The HASHMAP structure to run is as follows:

{Five ={star ={Red ={isend=0, Flag ={isend=1}, Isend=0}, isend=0}, Middle ={isend=0, Country ={isend=0, man ={isend=1}, male ={isend=0, Man ={isend=1}}}

Sensitive Thesaurus We have a simple method to implement, then how to achieve the search? The retrieval process is nothing more than a hashmap get implementation, found to prove that the word is sensitive words, otherwise not for sensitive words. The process is as follows: if we match the "long live Chinese people".

1, the first word "Chinese", we can find in the HashMap. Get a new map = Hashmap.get ("").

2. If map = = NULL, it is not a sensitive word. or jump to 3.

3, get the isend in the map, whether or not the isend is equal to determine whether the word is the last one. If Isend = 1 indicates that the word is a sensitive word, skip to 1.

By this step we can judge the "Chinese people" as sensitive words, but if we enter "Chinese women" it is not a sensitive word.

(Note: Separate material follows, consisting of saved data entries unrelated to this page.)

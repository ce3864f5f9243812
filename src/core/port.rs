//! Natural ordering of switch port names.
//!
//! Three naming schemes sort in hardware order:
//! - `1, 2, 3, ..., 12, 13`
//! - `A1, A2, ..., C20, C22`
//! - `1/1/1, 1/1/2, 2/1/1, 2/2/20`
//!
//! Anything else, and any comparison across two different schemes, falls
//! back to plain string order. That fallback is not transitive across
//! schemes, so sorting goes through [`sort_order`] instead.

use crate::domain::model::PortKind;
use regex::Regex;
use std::cmp::Ordering;
use std::sync::LazyLock;

static NUMERIC: LazyLock<Regex> = LazyLock::new(|| Regex::new(r"^[0-9]+$").unwrap());
static ALPHANUMERIC: LazyLock<Regex> =
    LazyLock::new(|| Regex::new(r"(?i)^[a-z][0-9]+$").unwrap());
static SLASH: LazyLock<Regex> =
    LazyLock::new(|| Regex::new(r"^[0-9]+/[0-9]+/[0-9]+$").unwrap());
static UNKNOWN_WRAPPER: LazyLock<Regex> =
    LazyLock::new(|| Regex::new(r"^\?\? \((.+)\)$").unwrap());

pub fn classify(name: Option<&str>) -> PortKind {
    let Some(name) = name else {
        return PortKind::Unclassified;
    };

    if NUMERIC.is_match(name) {
        PortKind::Numeric
    } else if ALPHANUMERIC.is_match(name) {
        PortKind::Alphanumeric
    } else if SLASH.is_match(name) {
        PortKind::Slash
    } else {
        PortKind::Unclassified
    }
}

/// Strips the `?? (...)` wrapper used for patch ports whose switch port is
/// unknown, e.g. `?? (Gi1/0/1)` becomes `Gi1/0/1`.
pub fn clean_port_name(name: Option<&str>) -> Option<&str> {
    let name = name?;
    match UNKNOWN_WRAPPER.captures(name).and_then(|caps| caps.get(1)) {
        Some(inner) => Some(inner.as_str()),
        None => Some(name),
    }
}

pub fn compare_port(a: Option<&str>, b: Option<&str>) -> Ordering {
    let kind = classify(a);
    if kind != classify(b) {
        return a.cmp(&b);
    }

    let (Some(a), Some(b)) = (a, b) else {
        // 兩邊都是 None
        return a.cmp(&b);
    };

    match kind {
        PortKind::Numeric => compare_digits(a, b),
        PortKind::Alphanumeric => compare_alphanumeric(a, b),
        PortKind::Slash => compare_slash(a, b),
        PortKind::Unclassified => a.cmp(b),
    }
}

pub fn compare_patch_port(a: Option<&str>, b: Option<&str>) -> Ordering {
    compare_port(clean_port_name(a), clean_port_name(b))
}

pub fn compare_patch_port_sort(a: Option<&str>, b: Option<&str>) -> Ordering {
    sort_order(clean_port_name(a), clean_port_name(b))
}

/// Total order for sorting port columns.
///
/// Missing names come first, then names grouped by scheme in [`PortKind`]
/// order. Inside a group this agrees with [`compare_port`].
pub fn sort_order(a: Option<&str>, b: Option<&str>) -> Ordering {
    let kind_a = classify(a);
    let kind_b = classify(b);
    (a.is_some(), kind_a)
        .cmp(&(b.is_some(), kind_b))
        .then_with(|| compare_port(a, b))
}

/// Letter first (case-sensitive), then the number behind it.
fn compare_alphanumeric(a: &str, b: &str) -> Ordering {
    let mut a_chars = a.chars();
    let mut b_chars = b.chars();
    a_chars
        .next()
        .cmp(&b_chars.next())
        .then_with(|| compare_digits(leading_digits(a_chars.as_str()), leading_digits(b_chars.as_str())))
}

fn compare_slash(a: &str, b: &str) -> Ordering {
    a.split('/')
        .zip(b.split('/'))
        .map(|(x, y)| compare_digits(x, y))
        .find(|ordering| ordering.is_ne())
        .unwrap_or(Ordering::Equal)
}

fn leading_digits(s: &str) -> &str {
    let end = s.find(|c: char| !c.is_ascii_digit()).unwrap_or(s.len());
    &s[..end]
}

/// Compares two ASCII digit strings by numeric value, at any length.
fn compare_digits(a: &str, b: &str) -> Ordering {
    let a = a.trim_start_matches('0');
    let b = b.trim_start_matches('0');
    a.len().cmp(&b.len()).then_with(|| a.cmp(b))
}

/** * Check if the text contains sensitive characters, check the rules as follows:<br> * @author chenming * @date April 20, 2014 afternoon 4:31:03 * @param txt * @para M Beginindex * @param matchtype * @return, if present, returns the length of the sensitive word character, does not exist return 0 * @version 0 * * @SuppressWarnings ({"Rawty PES "}) public int checksensitiveword (String txt,int beginindex,int matchtype) {Boolean flag = false;//sensitive Word end identity bit: for sensitive words  Only 1-bit condition int matchflag = 0; 
  The matching identity number defaults to 0 char word = 0; 
  Map nowmap = Sensitivewordmap; 
   for (int i = Beginindex i < txtlength (); i++) {word = Txtcharat (i);  Nowmap = (MAP) nowmapget (word);  Gets the specified key if (Nowmap!= null) {//exists, then determines whether it is the last matchflag++;  Find the corresponding key, match the identity +1 if ("1" Equals ("Isend")) {//If the last match rule, the end loop, return the matching identity number flag = true; nowmapget 
     End Flag bit is true if (Sensitivewordfilterminmatchtype = = MatchType) {//Minimum rule, direct return, maximum rule still need to continue lookup break; 
   }} else{//Does not exist, return to break directly; 
  } if (Matchflag < 2 &&!flag) {matchflag = 0; } return Matchflag; 
 }

At the end of the article I provided the use of Java to implement sensitive word filter file download. Here is a test class to prove the efficiency and reliability of the algorithm.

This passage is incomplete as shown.